1LA situation était devenue très grave. Les municipalités, les partis menaient, chacun, sa propagande en exigeant de grandes réformes sociales. Les communistes, entrés dans les municipalités sous le nom de mencheviks, organisèrent une section communiste et menèrent une lutte à outrance contre leurs vieux camarades, les socialistes.

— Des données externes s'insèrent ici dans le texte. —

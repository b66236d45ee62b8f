//! Run command - set options and execute a module
//!
//! Options are applied in the order given; the first rejected value stops
//! the command before anything is resolved or executed.

use super::{parse_assignment, CommandContext, Runnable};
use anyhow::Result;
use armory::modules::{ExecuteOptions, ModuleError, PASSTHROUGH_KEY};
use armory::Error;
use clap::Parser;

/// Arguments for the run command
#[derive(Parser, Debug, Clone)]
pub struct RunArgs {
    /// Module name
    #[arg(required = true)]
    pub module: String,

    /// Option values (name=value), may be repeated
    #[arg(long = "set", short = 's', action = clap::ArgAction::Append)]
    pub set: Vec<String>,

    /// Raw arguments appended to the tool's command line
    #[arg(long, allow_hyphen_values = true)]
    pub extra: Option<String>,

    /// Abort when dependencies cannot be resolved
    #[arg(long)]
    pub strict: bool,

    /// Print the command line without resolving dependencies or running it
    #[arg(long)]
    pub dry_run: bool,
}

impl RunArgs {
    /// Execute the run command
    pub fn execute(&self, ctx: &mut CommandContext) -> Result<i32> {
        let tool = match ctx.instantiate(&self.module) {
            Ok(tool) => tool,
            Err(e) => return Ok(ctx.fail(&e)),
        };
        let strict = self.strict || tool.is_strict();
        let json = ctx.output.is_json();
        let mut tool = tool
            .with_strict(strict)
            .with_execute_options(
                ExecuteOptions::new()
                    .with_timeout(ctx.config.exec_timeout())
                    .with_stream(!json),
            );

        let extra = self
            .extra
            .as_deref()
            .map(|raw| format!("{}={}", PASSTHROUGH_KEY, raw));
        for raw in self.set.iter().chain(extra.iter()) {
            let applied = parse_assignment(raw)
                .and_then(|(name, value)| tool.set(name, value).map_err(Error::from));
            if let Err(e) = applied {
                let code = ctx.fail(&e);
                if e.is_recoverable() {
                    ctx.output.info(&format!(
                        "Run `armory show {}` for the options and accepted values",
                        self.module
                    ));
                }
                return Ok(code);
            }
            ctx.output.debug(&format!("Set {}", raw));
        }

        if self.dry_run {
            let output = tool.check();
            if json {
                ctx.output.json(&output)?;
            } else {
                ctx.output.info(&output.msg);
            }
            return Ok(0);
        }

        ctx.output.info(&format!("Running {}", tool.name()));
        match tool.run() {
            Ok(output) => {
                if json {
                    ctx.output.json(&output)?;
                } else {
                    if let Some(resolution) = &output.dependencies {
                        for issue in &resolution.issues {
                            ctx.output.warning(issue.message());
                        }
                    }
                    ctx.output.positive(&output.msg);
                }
                Ok(output.rc.unwrap_or(0))
            }
            Err(e) => {
                if let ModuleError::CommandFailed { result } = &e {
                    ctx.output.json(result)?;
                }
                Ok(ctx.fail(&Error::from(e)))
            }
        }
    }
}

impl Runnable for RunArgs {
    fn run(&self, ctx: &mut CommandContext) -> Result<i32> {
        self.execute(ctx)
    }
}

#[cfg(test)]
mod tests {
    use super::*;

    #[test]
    fn test_run_args_parsing() {
        let args = RunArgs::try_parse_from([
            "run",
            "rsactftool",
            "-s",
            "mode=fermat",
            "--set",
            "n=0x1A",
            "--dry-run",
        ])
        .unwrap();
        assert_eq!(args.module, "rsactftool");
        assert_eq!(args.set, vec!["mode=fermat", "n=0x1A"]);
        assert!(args.dry_run);
        assert!(!args.strict);
    }

    #[test]
    fn test_run_args_extra_allows_flags() {
        let args =
            RunArgs::try_parse_from(["run", "rsactftool", "--extra", "--verbose --depth 3"])
                .unwrap();
        assert_eq!(args.extra.as_deref(), Some("--verbose --depth 3"));
    }
}
//! Error types for Armory.
//!
//! Module-level failures are described by [`ModuleError`]; this module wraps
//! them together with configuration and serialization failures into the
//! crate-wide [`Error`] used by the CLI.

use crate::modules::ModuleError;
use std::path::PathBuf;
use thiserror::Error;

/// Result type alias for Armory operations.
pub type Result<T> = std::result::Result<T, Error>;

/// The main error type for Armory.
#[derive(Error, Debug)]
pub enum Error {
    // ========================================================================
    // Module Errors
    // ========================================================================
    /// Module not found.
    #[error("Module '{0}' not found")]
    ModuleNotFound(String),

    /// Error raised by a module.
    #[error(transparent)]
    Module(#[from] ModuleError),

    /// Malformed `name=value` argument.
    #[error("Invalid parameter assignment '{0}', expected name=value")]
    InvalidAssignment(String),

    // ========================================================================
    // Configuration Errors
    // ========================================================================
    /// Invalid configuration value.
    #[error("Invalid configuration value for '{key}': {message}")]
    InvalidConfig {
        /// Configuration key
        key: String,
        /// Error message
        message: String,
    },

    // ========================================================================
    // IO Errors
    // ========================================================================
    /// File not found.
    #[error("File not found: {0}")]
    FileNotFound(PathBuf),

    /// IO error.
    #[error("IO error: {0}")]
    Io(#[from] std::io::Error),

    // ========================================================================
    // Serialization Errors
    // ========================================================================
    /// YAML parsing error.
    #[error("YAML parse error: {0}")]
    YamlParse(#[from] serde_yaml::Error),

    /// JSON parsing error.
    #[error("JSON parse error: {0}")]
    JsonParse(#[from] serde_json::Error),

    /// TOML parsing error.
    #[error("TOML parse error: {0}")]
    TomlParse(#[from] toml::de::Error),

    // ========================================================================
    // Other Errors
    // ========================================================================
    /// Generic error with source.
    #[error("{message}")]
    Other {
        /// Error message
        message: String,
        /// Source error
        #[source]
        source: Option<Box<dyn std::error::Error + Send + Sync>>,
    },
}

impl Error {
    /// Returns true if the caller can retry with corrected input.
    pub fn is_recoverable(&self) -> bool {
        matches!(
            self,
            Error::InvalidAssignment(_) | Error::Module(ModuleError::Validation { .. })
        )
    }

    /// Returns the error code for CLI exit status.
    pub fn exit_code(&self) -> i32 {
        match self {
            Error::Module(ModuleError::CommandFailed { result }) if result.rc > 0 => result.rc,
            Error::Module(ModuleError::Validation { .. }) | Error::InvalidAssignment(_) => 2,
            Error::Module(
                ModuleError::DependencyConflict(_)
                | ModuleError::DependencyInstallFailure(_)
                | ModuleError::DependencyCheck(_),
            ) => 3,
            Error::Module(ModuleError::Timeout { .. } | ModuleError::Cancelled) => 124,
            Error::InvalidConfig { .. }
            | Error::YamlParse(_)
            | Error::JsonParse(_)
            | Error::TomlParse(_) => 4,
            Error::ModuleNotFound(_) | Error::Module(ModuleError::NotFound(_)) => 5,
            _ => 1,
        }
    }
}

/// Extension trait for adding context to errors.
pub trait ErrorContext<T> {
    /// Adds context to an error.
    fn context(self, message: impl Into<String>) -> Result<T>;

    /// Adds context with a closure that is only evaluated on error.
    fn with_context<F, S>(self, f: F) -> Result<T>
    where
        F: FnOnce() -> S,
        S: Into<String>;
}

impl<T, E> ErrorContext<T> for std::result::Result<T, E>
where
    E: std::error::Error + Send + Sync + 'static,
{
    fn context(self, message: impl Into<String>) -> Result<T> {
        self.map_err(|e| Error::Other {
            message: message.into(),
            source: Some(Box::new(e)),
        })
    }

    fn with_context<F, S>(self, f: F) -> Result<T>
    where
        F: FnOnce() -> S,
        S: Into<String>,
    {
        self.map_err(|e| Error::Other {
            message: f().into(),
            source: Some(Box::new(e)),
        })
    }
}
//! Process execution
//!
//! The [`ProcessExecutor`] trait is the seam between modules and the OS.
//! [`LocalExecutor`] spawns the invocation directly (no shell), optionally
//! bounded by a timeout and a cancellation token. On Unix a child whose
//! output is captured leads its own process group, and the whole group is
//! killed when the bound is hit, so helpers it spawned (pip build backends)
//! cannot keep the call alive by holding its pipes open.

use super::command::Invocation;
use super::{ModuleError, ModuleResult};
use serde::{Deserialize, Serialize};
use std::io::Read;
use std::process::{Child, Command, ExitStatus, Stdio};
use std::sync::mpsc::{self, Receiver, RecvTimeoutError};
use std::thread;
use std::time::{Duration, Instant};
use tokio_util::sync::CancellationToken;
use tracing::{debug, warn};

/// How often a running child is polled for exit, timeout and cancellation
const POLL_INTERVAL: Duration = Duration::from_millis(25);

/// Result of running a process
#[derive(Debug, Clone, PartialEq, Eq, Serialize, Deserialize)]
pub struct CommandResult {
    /// Exit code, `-1` when the process was terminated by a signal
    pub rc: i32,
    /// Captured standard output (empty when streamed)
    pub stdout: String,
    /// Captured standard error (empty when streamed)
    pub stderr: String,
}

impl CommandResult {
    pub fn success(&self) -> bool {
        self.rc == 0
    }

    /// One-line description for error messages: stderr, or stdout when
    /// stderr is empty
    pub fn summary(&self) -> &str {
        let stderr = self.stderr.trim();
        if stderr.is_empty() {
            self.stdout.trim()
        } else {
            stderr
        }
    }
}

/// Options for a single execution
#[derive(Debug, Clone, Default)]
pub struct ExecuteOptions {
    /// Kill the child after this long
    pub timeout: Option<Duration>,
    /// Kill the child when cancelled
    pub cancel: CancellationToken,
    /// Inherit the parent's stdout/stderr instead of capturing
    pub stream: bool,
}

impl ExecuteOptions {
    pub fn new() -> Self {
        Self::default()
    }

    pub fn with_timeout(mut self, timeout: Option<Duration>) -> Self {
        self.timeout = timeout;
        self
    }

    pub fn with_cancel(mut self, cancel: CancellationToken) -> Self {
        self.cancel = cancel;
        self
    }

    pub fn with_stream(mut self, stream: bool) -> Self {
        self.stream = stream;
        self
    }
}

/// Runs an invocation and reports its exit status and output
pub trait ProcessExecutor: Send + Sync {
    /// Run `invocation` to completion.
    ///
    /// A non-zero exit is not an error here; it is reported through
    /// [`CommandResult::rc`]. Failing to spawn, timing out and cancellation
    /// are errors.
    fn execute(&self, invocation: &Invocation, options: &ExecuteOptions)
        -> ModuleResult<CommandResult>;
}

/// Spawns processes on the local machine
#[derive(Debug, Clone, Copy, Default)]
pub struct LocalExecutor;

impl LocalExecutor {
    fn build_command(invocation: &Invocation, options: &ExecuteOptions) -> ModuleResult<Command> {
        let program = invocation
            .program()
            .ok_or_else(|| ModuleError::InvalidParameter("invocation is empty".to_string()))?;

        let mut command = Command::new(program);
        command.args(invocation.args()).stdin(Stdio::null());
        if options.stream {
            // stays in the terminal's foreground group so Ctrl-C reaches it
            command.stdout(Stdio::inherit()).stderr(Stdio::inherit());
        } else {
            command.stdout(Stdio::piped()).stderr(Stdio::piped());
            #[cfg(unix)]
            {
                use std::os::unix::process::CommandExt;
                command.process_group(0);
            }
        }
        Ok(command)
    }
}

impl ProcessExecutor for LocalExecutor {
    fn execute(
        &self,
        invocation: &Invocation,
        options: &ExecuteOptions,
    ) -> ModuleResult<CommandResult> {
        let mut command = Self::build_command(invocation, options)?;
        debug!("Spawning: {}", invocation);

        let mut child = command.spawn().map_err(|e| {
            ModuleError::ExecutionFailed(format!(
                "Failed to execute '{}': {}",
                invocation.program().unwrap_or_default(),
                e
            ))
        })?;

        let stdout = child.stdout.take().map(drain);
        let stderr = child.stderr.take().map(drain);

        let bound = Bound::new(options);
        let status = wait(&mut child, &bound)?;

        let stdout = match stdout {
            Some(rx) => collect(&rx, child.id(), &bound)?,
            None => String::new(),
        };
        let stderr = match stderr {
            Some(rx) => collect(&rx, child.id(), &bound)?,
            None => String::new(),
        };

        Ok(CommandResult {
            rc: status.code().unwrap_or(-1),
            stdout,
            stderr,
        })
    }
}

/// Deadline and cancellation token for one execution
struct Bound<'a> {
    timeout: Option<Duration>,
    deadline: Option<Instant>,
    cancel: &'a CancellationToken,
}

impl<'a> Bound<'a> {
    fn new(options: &'a ExecuteOptions) -> Self {
        Self {
            timeout: options.timeout,
            deadline: options.timeout.map(|t| Instant::now() + t),
            cancel: &options.cancel,
        }
    }

    /// The error to stop with, if the execution has been cancelled or has
    /// run past its deadline
    fn exceeded(&self) -> Option<ModuleError> {
        if self.cancel.is_cancelled() {
            return Some(ModuleError::Cancelled);
        }
        match (self.deadline, self.timeout) {
            (Some(deadline), Some(timeout)) if Instant::now() >= deadline => {
                Some(ModuleError::Timeout { timeout })
            }
            _ => None,
        }
    }
}

/// Read a pipe to the end on a helper thread so the child never blocks on a
/// full pipe while we poll it
fn drain<R: Read + Send + 'static>(mut pipe: R) -> Receiver<String> {
    let (tx, rx) = mpsc::channel();
    thread::spawn(move || {
        let mut buf = Vec::new();
        if let Err(e) = pipe.read_to_end(&mut buf) {
            warn!("Failed to read child output: {}", e);
        }
        // the receiver is gone when the call already gave up
        let _ = tx.send(String::from_utf8_lossy(&buf).into_owned());
    });
    rx
}

/// Wait for the drained output of an exited child.
///
/// Processes the child left behind may still hold the pipe, so this is
/// bounded like the child itself; the reader thread is abandoned when the
/// bound is hit.
fn collect(rx: &Receiver<String>, pid: u32, bound: &Bound<'_>) -> ModuleResult<String> {
    loop {
        match rx.recv_timeout(POLL_INTERVAL) {
            Ok(output) => return Ok(output),
            Err(RecvTimeoutError::Disconnected) => return Ok(String::new()),
            Err(RecvTimeoutError::Timeout) => {
                if let Some(err) = bound.exceeded() {
                    kill_group(pid);
                    return Err(err);
                }
            }
        }
    }
}

/// Wait for `child`, killing it on timeout or cancellation
fn wait(child: &mut Child, bound: &Bound<'_>) -> ModuleResult<ExitStatus> {
    loop {
        if let Some(status) = child.try_wait()? {
            return Ok(status);
        }

        if let Some(err) = bound.exceeded() {
            kill(child);
            return Err(err);
        }

        thread::sleep(POLL_INTERVAL);
    }
}

fn kill(child: &mut Child) {
    kill_group(child.id());
    if let Err(e) = child.kill() {
        debug!("Failed to kill child process {}: {}", child.id(), e);
    }
    // reap
    let _ = child.wait();
}

/// Kill every process in the group led by `pid`
#[cfg(unix)]
fn kill_group(pid: u32) {
    use nix::sys::signal::{killpg, Signal};
    use nix::unistd::Pid;

    let Ok(raw) = i32::try_from(pid) else {
        return;
    };
    if let Err(e) = killpg(Pid::from_raw(raw), Signal::SIGKILL) {
        debug!("Failed to kill process group {}: {}", pid, e);
    }
}

#[cfg(not(unix))]
fn kill_group(_pid: u32) {}
//! Show command - list a module's options

use super::{parse_assignment, CommandContext, Runnable};
use anyhow::Result;
use clap::Parser;

/// Arguments for the show command
#[derive(Parser, Debug, Clone)]
pub struct ShowArgs {
    /// Module name
    #[arg(required = true)]
    pub module: String,

    /// Option values to apply before showing (name=value)
    #[arg(long = "set", short = 's', action = clap::ArgAction::Append)]
    pub set: Vec<String>,
}

impl ShowArgs {
    /// Execute the show command
    pub fn execute(&self, ctx: &mut CommandContext) -> Result<i32> {
        let mut tool = match ctx.instantiate(&self.module) {
            Ok(tool) => tool,
            Err(e) => return Ok(ctx.fail(&e)),
        };

        for raw in &self.set {
            let applied = parse_assignment(raw)
                .and_then(|(name, value)| tool.set(name, value).map_err(Into::into));
            if let Err(e) = applied {
                return Ok(ctx.fail(&e));
            }
        }

        let rows: Vec<Vec<String>> = tool
            .params()
            .iter_all()
            .map(|param| {
                vec![
                    param.name.clone(),
                    param.value_or_empty().to_string(),
                    param.description.clone(),
                ]
            })
            .collect();

        ctx.output.section(&format!("Module options ({})", tool.name()));
        ctx.output.table(&["Name", "Current Setting", "Description"], &rows);

        if let Some(module) = ctx.registry.get(&self.module) {
            for param in tool.params().iter_all() {
                if let Some(values) = module.choices(&param.name) {
                    let rows: Vec<Vec<String>> =
                        values.iter().map(|v| vec![v.to_string()]).collect();
                    ctx.output.section(&format!("Accepted values for {}", param.name));
                    ctx.output.table(&[param.name.as_str()], &rows);
                }
            }
        }
        Ok(0)
    }
}

impl Runnable for ShowArgs {
    fn run(&self, ctx: &mut CommandContext) -> Result<i32> {
        self.execute(ctx)
    }
}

2Les nouveaux agitateurs avaient surgi en clamant : « Paix avec l’Allemagne ! Mettez fin à la guerre ! Le pouvoir aux ouvriers et à l’Armée Rouge ! »
3Tout était désorganisé. On manquait de ravitaillement et des choses de première nécessité. Un nouveau phénomène fit son apparition : les longues files devant les boutiques.
4Le travail devenait extrêmement compliqué. Chaque jour de nouvelles délégations d’ouvriers arrivaient, des agitateurs qu’on n’avait jamais vus auparavant et les représentants des soldats
5Ma tâche était difficile aussi bien au Conseil Municipal que dans la section du ravitaillement et du chauffage que je dirigeais. Le « marché noir » s’était introduit petit à petit. Les prix montaient et les masses populaires s’agitaient chaque jour davantage. J accomplissais ma tache avec la dernière énergie pour trouver le ravitaillement et tout le nécessaire. J’avais élargi le travail de notre usine de produits charcutiers en même temps que celui des coopératives.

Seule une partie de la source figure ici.